### DATA UNDER STUDY
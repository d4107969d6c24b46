//! Router assembly: HTTP endpoints, WebSocket upgrade, static files, CORS, and HTTP tracing.

use std::sync::Arc;

use axum::{
  routing::{get, post},
  Router,
};
use tower_http::{
  cors::{Any, CorsLayer},
  services::{ServeDir, ServeFile},
  trace::{DefaultMakeSpan, DefaultOnRequest, DefaultOnResponse, TraceLayer},
};
use tracing::Level;

use crate::state::AppState;

pub mod http;
pub mod ws;

/// Build the application router with:
/// - WebSocket at `/ws`
/// - REST-ish API under `/api/v1/...`
/// - Static SPA from `./static` with index fallback
/// - CORS (allow any origin/method/headers)
/// - HTTP trace layer (per-request spans w/ method, path, status, latency)
pub fn build_router(state: Arc<AppState>) -> Router {
  // Static files with SPA fallback
  let static_service = ServeDir::new("./static")
    .append_index_html_on_directories(true)
    .not_found_service(ServeFile::new("./static/index.html"));

  Router::new()
    // WebSocket
    .route("/ws", get(ws::ws_upgrade))
    // HTTP API
    .route("/api/v1/health", get(http::http_health))
    .route("/api/v1/explain", post(http::http_post_explain))
    .route("/api/v1/ask", post(http::http_post_ask))
    .route("/api/v1/snippets", get(http::http_list_snippets).post(http::http_create_snippet))
    .route(
      "/api/v1/snippets/:id",
      get(http::http_get_snippet).put(http::http_put_snippet).delete(http::http_delete_snippet),
    )
    .route("/api/v1/theme", get(http::http_get_theme).put(http::http_put_theme))
    .route("/api/v1/docs", get(http::http_get_docs))
    .route("/api/v1/docs/:id", get(http::http_get_doc))
    .route("/api/v1/interview", get(http::http_get_interview))
    .route("/api/v1/quiz", post(http::http_new_quiz))
    .route("/api/v1/quiz/:id", get(http::http_get_quiz).delete(http::http_end_quiz))
    .route("/api/v1/quiz/:id/select", post(http::http_quiz_select))
    .route("/api/v1/quiz/:id/submit", post(http::http_quiz_submit))
    .route("/api/v1/quiz/:id/next", post(http::http_quiz_next))
    // State + CORS + HTTP tracing
    .with_state(state)
    .layer(CorsLayer::new().allow_origin(Any).allow_methods(Any).allow_headers(Any))
    .layer(
      TraceLayer::new_for_http()
        .make_span_with(DefaultMakeSpan::new().level(Level::INFO))
        .on_request(DefaultOnRequest::new().level(Level::INFO))
        .on_response(DefaultOnResponse::new().level(Level::INFO)),
    )
    // Frontend fallback
    .fallback_service(static_service)
}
######
→ REQUIRED WORK
Where does the string "Level" appear in the records above? Show every line that holds it.

→ TASK RESPONSE
use tracing::Level;
        .make_span_with(DefaultMakeSpan::new().level(Level::INFO))
        .on_request(DefaultOnRequest::new().level(Level::INFO))
        .on_response(DefaultOnResponse::new().level(Level::INFO)),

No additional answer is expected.